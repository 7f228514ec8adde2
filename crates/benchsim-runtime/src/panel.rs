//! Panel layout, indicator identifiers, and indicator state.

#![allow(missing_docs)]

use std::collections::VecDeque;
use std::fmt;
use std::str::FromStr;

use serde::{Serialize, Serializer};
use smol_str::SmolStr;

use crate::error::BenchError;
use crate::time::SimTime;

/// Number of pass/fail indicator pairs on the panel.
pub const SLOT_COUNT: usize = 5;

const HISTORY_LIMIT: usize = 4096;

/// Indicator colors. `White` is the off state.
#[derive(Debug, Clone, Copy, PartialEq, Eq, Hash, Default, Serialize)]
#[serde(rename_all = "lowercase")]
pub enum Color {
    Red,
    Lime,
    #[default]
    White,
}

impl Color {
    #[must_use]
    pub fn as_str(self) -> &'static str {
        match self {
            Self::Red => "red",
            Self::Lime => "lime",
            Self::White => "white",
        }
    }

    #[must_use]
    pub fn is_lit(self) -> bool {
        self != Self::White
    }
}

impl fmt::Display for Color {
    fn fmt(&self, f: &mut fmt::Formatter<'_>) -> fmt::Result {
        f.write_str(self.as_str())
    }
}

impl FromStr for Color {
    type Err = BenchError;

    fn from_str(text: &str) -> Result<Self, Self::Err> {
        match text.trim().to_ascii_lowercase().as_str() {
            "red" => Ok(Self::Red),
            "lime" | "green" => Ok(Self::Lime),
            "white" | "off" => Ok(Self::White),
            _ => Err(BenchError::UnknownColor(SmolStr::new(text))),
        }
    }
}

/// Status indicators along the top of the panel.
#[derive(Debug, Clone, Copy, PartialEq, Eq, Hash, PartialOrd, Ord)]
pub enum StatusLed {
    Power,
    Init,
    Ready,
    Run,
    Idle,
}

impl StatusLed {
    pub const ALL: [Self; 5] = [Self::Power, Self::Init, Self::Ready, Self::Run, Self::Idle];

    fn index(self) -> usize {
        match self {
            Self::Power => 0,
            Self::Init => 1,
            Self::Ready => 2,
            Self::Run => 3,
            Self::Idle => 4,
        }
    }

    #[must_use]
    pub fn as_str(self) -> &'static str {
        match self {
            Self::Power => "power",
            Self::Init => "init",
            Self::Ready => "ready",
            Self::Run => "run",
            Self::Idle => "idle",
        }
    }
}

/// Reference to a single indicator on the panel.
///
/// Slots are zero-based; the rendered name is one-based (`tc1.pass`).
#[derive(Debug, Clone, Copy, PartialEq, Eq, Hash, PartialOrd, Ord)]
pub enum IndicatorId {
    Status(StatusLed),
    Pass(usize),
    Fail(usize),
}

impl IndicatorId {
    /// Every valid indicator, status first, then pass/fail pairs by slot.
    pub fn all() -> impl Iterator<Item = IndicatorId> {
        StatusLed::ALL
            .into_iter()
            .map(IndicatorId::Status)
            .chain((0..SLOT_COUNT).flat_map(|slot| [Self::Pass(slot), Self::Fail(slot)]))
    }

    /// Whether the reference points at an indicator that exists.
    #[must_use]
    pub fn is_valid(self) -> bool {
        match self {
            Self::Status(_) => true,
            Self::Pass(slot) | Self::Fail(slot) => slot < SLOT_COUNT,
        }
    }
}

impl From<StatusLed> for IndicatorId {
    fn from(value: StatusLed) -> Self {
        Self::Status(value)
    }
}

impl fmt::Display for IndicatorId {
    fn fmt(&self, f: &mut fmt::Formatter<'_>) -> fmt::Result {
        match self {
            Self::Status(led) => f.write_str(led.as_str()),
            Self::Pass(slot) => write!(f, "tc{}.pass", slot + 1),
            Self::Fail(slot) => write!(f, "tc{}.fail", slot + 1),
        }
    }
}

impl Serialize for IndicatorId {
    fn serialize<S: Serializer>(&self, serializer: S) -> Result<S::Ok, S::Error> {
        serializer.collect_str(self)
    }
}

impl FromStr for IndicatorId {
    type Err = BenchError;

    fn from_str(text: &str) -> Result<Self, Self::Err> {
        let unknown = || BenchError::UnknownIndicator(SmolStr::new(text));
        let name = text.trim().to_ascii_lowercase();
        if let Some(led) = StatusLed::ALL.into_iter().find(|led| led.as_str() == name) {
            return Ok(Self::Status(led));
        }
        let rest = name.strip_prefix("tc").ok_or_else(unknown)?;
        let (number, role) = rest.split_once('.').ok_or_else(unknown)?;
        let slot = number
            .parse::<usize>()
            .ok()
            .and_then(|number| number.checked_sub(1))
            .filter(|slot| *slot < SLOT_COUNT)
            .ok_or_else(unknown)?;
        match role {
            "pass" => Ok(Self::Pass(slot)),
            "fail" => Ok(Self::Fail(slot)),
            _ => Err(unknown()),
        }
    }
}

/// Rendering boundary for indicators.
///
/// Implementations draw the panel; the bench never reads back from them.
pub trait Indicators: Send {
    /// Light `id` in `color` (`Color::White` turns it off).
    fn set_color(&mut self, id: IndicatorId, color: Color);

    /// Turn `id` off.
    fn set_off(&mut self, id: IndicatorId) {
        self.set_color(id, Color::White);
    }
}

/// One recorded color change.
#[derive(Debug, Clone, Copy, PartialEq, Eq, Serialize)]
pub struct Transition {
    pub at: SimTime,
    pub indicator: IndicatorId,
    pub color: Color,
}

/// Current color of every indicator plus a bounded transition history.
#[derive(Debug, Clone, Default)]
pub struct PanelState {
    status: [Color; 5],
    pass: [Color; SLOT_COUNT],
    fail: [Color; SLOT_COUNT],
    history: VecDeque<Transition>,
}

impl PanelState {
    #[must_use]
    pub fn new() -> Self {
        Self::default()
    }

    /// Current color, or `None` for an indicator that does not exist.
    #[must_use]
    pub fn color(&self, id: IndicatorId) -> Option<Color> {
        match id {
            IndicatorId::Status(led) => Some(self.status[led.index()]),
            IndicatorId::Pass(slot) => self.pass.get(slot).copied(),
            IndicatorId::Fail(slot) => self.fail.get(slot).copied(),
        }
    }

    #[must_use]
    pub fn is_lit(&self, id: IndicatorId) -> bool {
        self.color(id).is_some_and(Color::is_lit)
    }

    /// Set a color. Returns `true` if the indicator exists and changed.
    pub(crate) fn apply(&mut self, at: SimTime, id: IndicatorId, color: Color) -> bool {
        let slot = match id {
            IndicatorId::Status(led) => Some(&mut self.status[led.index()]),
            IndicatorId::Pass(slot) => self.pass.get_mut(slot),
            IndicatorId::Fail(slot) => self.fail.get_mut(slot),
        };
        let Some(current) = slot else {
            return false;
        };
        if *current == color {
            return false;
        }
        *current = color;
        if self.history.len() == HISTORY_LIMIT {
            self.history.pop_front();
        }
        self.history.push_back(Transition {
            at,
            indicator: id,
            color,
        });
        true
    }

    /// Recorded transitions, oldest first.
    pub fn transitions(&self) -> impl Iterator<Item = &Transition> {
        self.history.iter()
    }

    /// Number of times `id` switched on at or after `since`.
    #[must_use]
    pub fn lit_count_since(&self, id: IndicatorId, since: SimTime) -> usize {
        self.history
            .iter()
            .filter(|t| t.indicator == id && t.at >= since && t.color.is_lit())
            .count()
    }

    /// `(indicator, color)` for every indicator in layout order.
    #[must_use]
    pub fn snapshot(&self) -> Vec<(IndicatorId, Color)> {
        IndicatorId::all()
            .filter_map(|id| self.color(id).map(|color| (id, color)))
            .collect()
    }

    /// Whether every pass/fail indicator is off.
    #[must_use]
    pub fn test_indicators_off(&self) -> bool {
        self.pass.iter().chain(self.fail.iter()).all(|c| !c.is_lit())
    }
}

-*-

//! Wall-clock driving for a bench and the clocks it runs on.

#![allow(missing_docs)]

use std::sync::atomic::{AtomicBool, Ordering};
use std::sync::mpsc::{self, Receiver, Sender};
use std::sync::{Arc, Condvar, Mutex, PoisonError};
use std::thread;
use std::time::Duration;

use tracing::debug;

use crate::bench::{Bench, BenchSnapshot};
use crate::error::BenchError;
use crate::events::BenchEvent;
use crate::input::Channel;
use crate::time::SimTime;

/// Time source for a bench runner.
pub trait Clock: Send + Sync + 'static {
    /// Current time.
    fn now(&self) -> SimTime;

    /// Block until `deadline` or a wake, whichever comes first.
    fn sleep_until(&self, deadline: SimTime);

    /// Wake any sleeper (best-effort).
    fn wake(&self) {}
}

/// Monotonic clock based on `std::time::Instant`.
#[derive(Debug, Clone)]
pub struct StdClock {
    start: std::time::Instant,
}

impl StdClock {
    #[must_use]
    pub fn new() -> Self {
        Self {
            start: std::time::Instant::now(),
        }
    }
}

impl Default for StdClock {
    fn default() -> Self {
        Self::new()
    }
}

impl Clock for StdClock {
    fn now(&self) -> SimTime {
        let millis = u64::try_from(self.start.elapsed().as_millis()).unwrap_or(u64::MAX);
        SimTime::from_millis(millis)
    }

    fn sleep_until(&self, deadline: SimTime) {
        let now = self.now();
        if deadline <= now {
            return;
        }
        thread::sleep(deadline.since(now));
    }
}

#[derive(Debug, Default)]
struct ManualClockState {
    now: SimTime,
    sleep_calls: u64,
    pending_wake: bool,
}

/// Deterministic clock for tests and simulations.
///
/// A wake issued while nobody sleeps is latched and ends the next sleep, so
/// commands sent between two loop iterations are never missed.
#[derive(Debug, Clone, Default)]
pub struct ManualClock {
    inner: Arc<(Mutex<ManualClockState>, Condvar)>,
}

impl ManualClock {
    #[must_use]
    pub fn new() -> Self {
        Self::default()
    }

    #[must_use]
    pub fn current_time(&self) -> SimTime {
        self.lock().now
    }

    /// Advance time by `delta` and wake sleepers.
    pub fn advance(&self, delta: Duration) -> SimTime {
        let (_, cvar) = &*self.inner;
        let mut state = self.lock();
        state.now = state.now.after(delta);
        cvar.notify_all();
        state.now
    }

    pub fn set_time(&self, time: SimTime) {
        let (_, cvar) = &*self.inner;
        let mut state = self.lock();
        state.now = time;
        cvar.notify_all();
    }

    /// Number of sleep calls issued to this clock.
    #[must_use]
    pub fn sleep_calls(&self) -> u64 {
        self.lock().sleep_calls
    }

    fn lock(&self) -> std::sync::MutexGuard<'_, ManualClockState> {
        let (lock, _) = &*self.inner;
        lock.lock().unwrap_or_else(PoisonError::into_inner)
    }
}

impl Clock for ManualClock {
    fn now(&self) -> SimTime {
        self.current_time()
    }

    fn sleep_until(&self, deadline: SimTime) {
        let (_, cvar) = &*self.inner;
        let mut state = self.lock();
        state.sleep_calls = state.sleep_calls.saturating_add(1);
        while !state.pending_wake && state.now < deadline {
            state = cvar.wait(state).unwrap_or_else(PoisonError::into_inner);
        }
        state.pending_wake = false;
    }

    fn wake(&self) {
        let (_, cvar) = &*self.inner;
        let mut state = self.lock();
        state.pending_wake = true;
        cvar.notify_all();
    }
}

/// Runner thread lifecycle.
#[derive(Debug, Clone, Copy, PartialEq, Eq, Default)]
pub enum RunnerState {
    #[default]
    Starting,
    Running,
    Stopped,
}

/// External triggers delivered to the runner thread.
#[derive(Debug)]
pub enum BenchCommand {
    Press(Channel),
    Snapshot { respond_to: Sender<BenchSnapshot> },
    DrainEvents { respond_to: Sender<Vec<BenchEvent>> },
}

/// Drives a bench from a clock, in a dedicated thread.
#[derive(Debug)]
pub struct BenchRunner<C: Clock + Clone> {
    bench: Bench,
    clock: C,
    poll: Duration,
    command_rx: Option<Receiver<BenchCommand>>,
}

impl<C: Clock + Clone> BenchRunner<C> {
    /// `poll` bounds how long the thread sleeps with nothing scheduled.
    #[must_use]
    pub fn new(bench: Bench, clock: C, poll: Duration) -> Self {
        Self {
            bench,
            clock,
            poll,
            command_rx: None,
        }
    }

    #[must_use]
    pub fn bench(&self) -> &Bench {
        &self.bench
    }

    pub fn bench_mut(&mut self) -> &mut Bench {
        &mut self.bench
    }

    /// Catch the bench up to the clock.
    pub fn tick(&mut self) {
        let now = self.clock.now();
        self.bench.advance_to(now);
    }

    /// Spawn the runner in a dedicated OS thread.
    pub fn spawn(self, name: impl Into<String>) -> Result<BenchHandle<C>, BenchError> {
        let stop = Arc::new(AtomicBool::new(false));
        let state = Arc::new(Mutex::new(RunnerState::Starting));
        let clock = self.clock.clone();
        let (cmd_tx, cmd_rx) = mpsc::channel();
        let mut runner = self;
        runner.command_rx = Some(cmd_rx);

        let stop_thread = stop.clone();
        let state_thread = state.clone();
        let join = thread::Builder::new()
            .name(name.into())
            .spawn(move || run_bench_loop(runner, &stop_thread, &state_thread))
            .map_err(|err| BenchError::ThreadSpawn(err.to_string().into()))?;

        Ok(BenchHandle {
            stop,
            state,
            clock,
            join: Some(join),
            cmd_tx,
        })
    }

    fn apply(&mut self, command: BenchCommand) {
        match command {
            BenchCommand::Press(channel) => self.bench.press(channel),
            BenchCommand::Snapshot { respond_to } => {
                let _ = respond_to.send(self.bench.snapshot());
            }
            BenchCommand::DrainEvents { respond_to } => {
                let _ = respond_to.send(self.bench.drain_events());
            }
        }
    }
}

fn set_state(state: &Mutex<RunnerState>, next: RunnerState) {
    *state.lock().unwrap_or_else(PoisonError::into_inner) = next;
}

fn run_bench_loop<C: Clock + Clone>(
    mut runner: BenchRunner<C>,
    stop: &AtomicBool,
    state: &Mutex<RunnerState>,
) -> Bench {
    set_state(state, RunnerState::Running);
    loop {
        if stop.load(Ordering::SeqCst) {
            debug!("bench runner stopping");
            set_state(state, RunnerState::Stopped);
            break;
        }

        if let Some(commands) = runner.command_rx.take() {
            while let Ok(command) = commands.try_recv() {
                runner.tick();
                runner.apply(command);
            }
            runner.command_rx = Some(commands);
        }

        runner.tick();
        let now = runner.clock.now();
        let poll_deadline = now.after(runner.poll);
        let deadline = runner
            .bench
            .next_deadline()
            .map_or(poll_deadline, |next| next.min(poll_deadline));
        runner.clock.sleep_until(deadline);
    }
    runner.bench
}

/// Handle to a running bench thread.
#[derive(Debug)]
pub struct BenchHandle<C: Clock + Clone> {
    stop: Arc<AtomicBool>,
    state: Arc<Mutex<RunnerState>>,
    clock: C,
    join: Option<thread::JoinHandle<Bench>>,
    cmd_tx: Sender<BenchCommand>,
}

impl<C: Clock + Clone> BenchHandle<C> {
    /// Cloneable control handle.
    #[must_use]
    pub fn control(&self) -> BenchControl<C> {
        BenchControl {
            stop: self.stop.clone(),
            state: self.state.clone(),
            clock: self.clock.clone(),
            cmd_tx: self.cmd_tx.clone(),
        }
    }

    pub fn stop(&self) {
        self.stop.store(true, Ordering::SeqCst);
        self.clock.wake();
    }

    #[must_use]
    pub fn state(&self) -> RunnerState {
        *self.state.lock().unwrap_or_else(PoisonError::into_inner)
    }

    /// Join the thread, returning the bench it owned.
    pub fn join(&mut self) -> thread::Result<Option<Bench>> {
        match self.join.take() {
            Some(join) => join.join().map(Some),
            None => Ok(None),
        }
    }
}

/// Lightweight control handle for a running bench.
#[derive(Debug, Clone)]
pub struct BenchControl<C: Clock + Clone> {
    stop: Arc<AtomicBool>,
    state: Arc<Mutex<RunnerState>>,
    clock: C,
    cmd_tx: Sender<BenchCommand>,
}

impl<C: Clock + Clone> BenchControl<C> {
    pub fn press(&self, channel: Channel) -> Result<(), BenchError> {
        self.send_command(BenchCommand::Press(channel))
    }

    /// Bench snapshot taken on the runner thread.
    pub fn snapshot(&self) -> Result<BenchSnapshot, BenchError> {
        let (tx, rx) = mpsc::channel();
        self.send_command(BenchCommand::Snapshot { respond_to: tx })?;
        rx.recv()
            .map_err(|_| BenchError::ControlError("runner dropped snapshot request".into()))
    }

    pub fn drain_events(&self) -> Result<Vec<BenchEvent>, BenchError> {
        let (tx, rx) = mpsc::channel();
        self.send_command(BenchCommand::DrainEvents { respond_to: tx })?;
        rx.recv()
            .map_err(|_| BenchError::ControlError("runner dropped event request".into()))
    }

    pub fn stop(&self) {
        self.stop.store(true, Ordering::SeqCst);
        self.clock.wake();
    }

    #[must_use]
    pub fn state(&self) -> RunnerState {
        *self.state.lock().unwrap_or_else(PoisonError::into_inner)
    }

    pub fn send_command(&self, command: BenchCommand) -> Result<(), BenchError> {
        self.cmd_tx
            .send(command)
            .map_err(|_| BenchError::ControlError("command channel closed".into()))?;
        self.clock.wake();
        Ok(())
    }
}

-*-

* **Exercise aim**: Keeping every character as it is, restate the lines above that run from the line with "repository 7f228514ec8adde2" through the line with "const HISTORY_LIMIT: usize = 4096;", both included, and nothing else.

* **Response to this exercise**:
repository 7f228514ec8adde2
filename crates/benchsim-runtime/src/panel.rs
//! Panel layout, indicator identifiers, and indicator state.

#![allow(missing_docs)]

use std::collections::VecDeque;
use std::fmt;
use std::str::FromStr;

use serde::{Serialize, Serializer};
use smol_str::SmolStr;

use crate::error::BenchError;
use crate::time::SimTime;

/// Number of pass/fail indicator pairs on the panel.
pub const SLOT_COUNT: usize = 5;

const HISTORY_LIMIT: usize = 4096;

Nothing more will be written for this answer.